Data provided Block Start

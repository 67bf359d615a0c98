use std::str::FromStr;

use chrono::NaiveTime;
use enermina_core::{AppError, AppResult};
use rust_decimal::Decimal;
use serde_json::{Map, Value};

use crate::record::decimal_field;
use crate::{NotificationTemplateKey, PaymentMethodType};

/// Structural rule over the fields of a single record.
#[derive(Debug, Clone, PartialEq, Eq)]
pub enum Invariant {
    /// Exactly one of the nullable fields is set.
    ExactlyOneOf(&'static [&'static str]),
    /// At most one of the nullable fields is set.
    AtMostOneOf(&'static [&'static str]),
    /// Integer field lies within inclusive bounds when present.
    IntegerRange {
        /// Checked field.
        field: &'static str,
        /// Inclusive lower bound.
        min: Option<i64>,
        /// Inclusive upper bound.
        max: Option<i64>,
    },
    /// Integer field never exceeds another integer field.
    NotGreaterThan {
        /// Bounded field.
        field: &'static str,
        /// Bounding field.
        limit: &'static str,
    },
    /// Numeric field is zero or positive when present.
    NonNegative(&'static str),
    /// `total = subTotal - discount + taxes`, compared at cent precision.
    AmountBalance {
        /// Total field.
        total: &'static str,
        /// Subtotal field.
        sub_total: &'static str,
        /// Discount field.
        discount: &'static str,
        /// Taxes field.
        taxes: &'static str,
    },
    /// Card details for card methods, mobile details for mobile methods.
    PaymentDetails {
        /// Method type field.
        kind: &'static str,
        /// Card details field.
        card: &'static str,
        /// Mobile details field.
        mobile: &'static str,
    },
    /// Field must be set when the boolean flag is true.
    RequiredWhen {
        /// Conditionally required field.
        field: &'static str,
        /// Boolean flag.
        flag: &'static str,
    },
    /// `HH:MM` opening time before closing time, unless a flag waives it.
    OpeningTimeRange {
        /// Object field holding `openingTime` and `closingTime`.
        field: &'static str,
        /// Flags that waive the range.
        waived_by: &'static [&'static str],
    },
    /// Template data carries every key the template interpolates.
    TemplateData {
        /// Template key field.
        key: &'static str,
        /// Template data field.
        data: &'static str,
    },
    /// Channel list of `{ type, targets[] }` entries.
    DeliveryChannels(&'static str),
}

impl Invariant {
    /// Checks the invariant against a full record payload.
    pub fn check(&self, data: &Map<String, Value>) -> AppResult<()> {
        match self {
            Self::ExactlyOneOf(fields) => {
                let set = count_set(data, fields);
                if set != 1 {
                    return Err(AppError::Validation(format!(
                        "exactly one of {} must be set, found {set}",
                        fields.join(", ")
                    )));
                }
            }
            Self::AtMostOneOf(fields) => {
                let set = count_set(data, fields);
                if set > 1 {
                    return Err(AppError::Validation(format!(
                        "at most one of {} may be set",
                        fields.join(", ")
                    )));
                }
            }
            Self::IntegerRange { field, min, max } => {
                if let Some(value) = data.get(*field).and_then(Value::as_i64) {
                    let below = min.is_some_and(|min| value < min);
                    let above = max.is_some_and(|max| value > max);
                    if below || above {
                        return Err(AppError::Validation(format!(
                            "field '{field}' is out of range: {value}"
                        )));
                    }
                }
            }
            Self::NotGreaterThan { field, limit } => {
                let value = data.get(*field).and_then(Value::as_i64);
                let bound = data.get(*limit).and_then(Value::as_i64);
                if let (Some(value), Some(bound)) = (value, bound)
                    && value > bound
                {
                    return Err(AppError::Validation(format!(
                        "field '{field}' ({value}) must not exceed '{limit}' ({bound})"
                    )));
                }
            }
            Self::NonNegative(field) => {
                if let Some(value) = decimal_field(data, field)?
                    && value.is_sign_negative()
                    && !value.is_zero()
                {
                    return Err(AppError::Validation(format!(
                        "field '{field}' must not be negative"
                    )));
                }
            }
            Self::AmountBalance {
                total,
                sub_total,
                discount,
                taxes,
            } => {
                let expected = amount(data, sub_total)? - amount(data, discount)?
                    + amount(data, taxes)?;
                let actual = amount(data, total)?;
                if expected.round_dp(2) != actual.round_dp(2) {
                    return Err(AppError::Validation(format!(
                        "'{total}' must equal '{sub_total}' - '{discount}' + '{taxes}' ({}), got {}",
                        expected.round_dp(2),
                        actual
                    )));
                }
            }
            Self::PaymentDetails { kind, card, mobile } => {
                let Some(kind_value) = data.get(*kind).and_then(Value::as_str) else {
                    return Err(AppError::Validation(format!("field '{kind}' is required")));
                };
                let method = PaymentMethodType::from_str(kind_value)?;
                let has_card = is_set(data, card);
                let has_mobile = is_set(data, mobile);
                let valid = if method.is_card() {
                    has_card && !has_mobile
                } else {
                    has_mobile && !has_card
                };
                if !valid {
                    let expected = if method.is_card() { card } else { mobile };
                    return Err(AppError::Validation(format!(
                        "payment method of type {method} must carry only '{expected}'"
                    )));
                }
            }
            Self::RequiredWhen { field, flag } => {
                let flagged = data.get(*flag).and_then(Value::as_bool).unwrap_or(false);
                if flagged && !is_set(data, field) {
                    return Err(AppError::Validation(format!(
                        "field '{field}' is required when '{flag}' is true"
                    )));
                }
            }
            Self::OpeningTimeRange { field, waived_by } => {
                let waived = waived_by
                    .iter()
                    .any(|flag| data.get(*flag).and_then(Value::as_bool).unwrap_or(false));
                if !waived {
                    check_time_range(field, data.get(*field))?;
                }
            }
            Self::TemplateData { key, data: field } => {
                if let Some(template) = data.get(*key).and_then(Value::as_str) {
                    let template = NotificationTemplateKey::from_str(template)?;
                    let Some(values) = data.get(*field).and_then(Value::as_object) else {
                        return Err(AppError::Validation(format!(
                            "field '{field}' must be an object for template {template}"
                        )));
                    };
                    if let Some(missing) = template
                        .required_data_keys()
                        .iter()
                        .find(|required| !values.contains_key(**required))
                    {
                        return Err(AppError::Validation(format!(
                            "template {template} requires '{field}.{missing}'"
                        )));
                    }
                }
            }
            Self::DeliveryChannels(field) => check_channels(field, data.get(*field))?,
        }

        Ok(())
    }
}

fn is_set(data: &Map<String, Value>, field: &str) -> bool {
    data.get(field).is_some_and(|value| !value.is_null())
}

fn count_set(data: &Map<String, Value>, fields: &[&str]) -> usize {
    fields.iter().filter(|field| is_set(data, field)).count()
}

fn amount(data: &Map<String, Value>, field: &str) -> AppResult<Decimal> {
    decimal_field(data, field)?
        .ok_or_else(|| AppError::Validation(format!("field '{field}' is required")))
}

fn check_time_range(field: &str, value: Option<&Value>) -> AppResult<()> {
    let Some(range) = value.and_then(Value::as_object) else {
        return Err(AppError::Validation(format!(
            "field '{field}' is required unless the day is closed or open all day"
        )));
    };

    let parse = |name: &str| -> AppResult<NaiveTime> {
        range
            .get(name)
            .and_then(Value::as_str)
            .and_then(|text| NaiveTime::parse_from_str(text, "%H:%M").ok())
            .ok_or_else(|| AppError::Validation(format!("'{field}.{name}' must be HH:MM")))
    };

    let opening = parse("openingTime")?;
    let closing = parse("closingTime")?;
    if opening >= closing {
        return Err(AppError::Validation(format!(
            "'{field}.openingTime' must be before '{field}.closingTime'"
        )));
    }

    Ok(())
}

fn check_channels(field: &str, value: Option<&Value>) -> AppResult<()> {
    let Some(channels) = value.and_then(Value::as_array) else {
        return Err(AppError::Validation(format!(
            "field '{field}' must be an array of channels"
        )));
    };

    for channel in channels {
        let valid = channel.as_object().is_some_and(|entry| {
            let has_type = entry
                .get("type")
                .and_then(Value::as_str)
                .is_some_and(|kind| !kind.trim().is_empty());
            let has_targets = entry
                .get("targets")
                .and_then(Value::as_array)
                .is_some_and(|targets| targets.iter().all(Value::is_string));
            has_type && has_targets && entry.len() == 2
        });
        if !valid {
            return Err(AppError::Validation(format!(
                "every entry of '{field}' must be {{ type: string, targets: string[] }}"
            )));
        }
    }

    Ok(())
}

#[cfg(test)]
mod tests {
    use serde_json::{Map, Value, json};

    use super::Invariant;

    fn object(value: Value) -> Map<String, Value> {
        value.as_object().cloned().unwrap_or_default()
    }

    const INVOICE_BALANCE: Invariant = Invariant::AmountBalance {
        total: "totalAmount",
        sub_total: "subTotal",
        discount: "discount",
        taxes: "taxes",
    };

    #[test]
    fn exactly_one_of_rejects_none_and_both() {
        let invariant = Invariant::ExactlyOneOf(&["articleId", "contentBlockId"]);
        assert!(invariant.check(&object(json!({ "articleId": "a" }))).is_ok());
        assert!(invariant.check(&object(json!({}))).is_err());
        assert!(
            invariant
                .check(&object(json!({ "articleId": "a", "contentBlockId": "b" })))
                .is_err()
        );
        assert!(
            invariant
                .check(&object(json!({ "articleId": "a", "contentBlockId": null })))
                .is_ok()
        );
    }

    #[test]
    fn invoice_balance_is_exact_to_the_cent() {
        let balanced = object(json!({
            "subTotal": 100.10, "discount": 0.1, "taxes": 16.0, "totalAmount": 116.0
        }));
        assert!(INVOICE_BALANCE.check(&balanced).is_ok());

        let unbalanced = object(json!({
            "subTotal": 100, "discount": 0, "taxes": 16, "totalAmount": 115.99
        }));
        assert!(INVOICE_BALANCE.check(&unbalanced).is_err());
    }

    #[test]
    fn payment_details_follow_method_type() {
        let invariant = Invariant::PaymentDetails {
            kind: "type",
            card: "cardDetails",
            mobile: "mobileDetails",
        };
        assert!(
            invariant
                .check(&object(json!({ "type": "VISA_CARD" })))
                .is_err()
        );
        assert!(
            invariant
                .check(&object(json!({ "type": "CREDIT_CARD", "cardDetails": { "lastFourDigits": "4242" } })))
                .is_ok()
        );
        assert!(
            invariant
                .check(&object(json!({
                    "type": "MOBILE_PAYMENT",
                    "cardDetails": { "lastFourDigits": "4242" },
                    "mobileDetails": { "mobileNumber": "840000000" }
                })))
                .is_err()
        );
    }

    #[test]
    fn opening_hours_need_an_ordered_range_unless_waived() {
        let invariant = Invariant::OpeningTimeRange {
            field: "timeRange",
            waived_by: &["isClosed", "is24Hours"],
        };
        assert!(invariant.check(&object(json!({ "isClosed": true }))).is_ok());
        assert!(
            invariant
                .check(&object(json!({ "timeRange": { "openingTime": "18:00", "closingTime": "09:00" } })))
                .is_err()
        );
        assert!(
            invariant
                .check(&object(json!({ "timeRange": { "openingTime": "09:00", "closingTime": "18:00" } })))
                .is_ok()
        );
    }

    #[test]
    fn template_data_must_cover_template_keys() {
        let invariant = Invariant::TemplateData {
            key: "templateKey",
            data: "templateData",
        };
        assert!(
            invariant
                .check(&object(json!({ "templateKey": "USER_WELCOME", "templateData": {} })))
                .is_err()
        );
        assert!(
            invariant
                .check(&object(json!({
                    "templateKey": "USER_WELCOME",
                    "templateData": { "firstName": "Ana" }
                })))
                .is_ok()
        );
    }

    #[test]
    fn channels_have_type_and_string_targets() {
        let invariant = Invariant::DeliveryChannels("channels");
        assert!(
            invariant
                .check(&object(json!({ "channels": [{ "type": "EMAIL", "targets": ["a@b.c"] }] })))
                .is_ok()
        );
        assert!(
            invariant
                .check(&object(json!({ "channels": [{ "type": "EMAIL", "targets": [1] }] })))
                .is_err()
        );
    }
}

Data provided Block End

▸ **What the task requires**
Copy out all lines of the material above in which "Option" occurs.

▸ **Task answer**
        min: Option<i64>,
        max: Option<i64>,
fn check_time_range(field: &str, value: Option<&Value>) -> AppResult<()> {
fn check_channels(field: &str, value: Option<&Value>) -> AppResult<()> {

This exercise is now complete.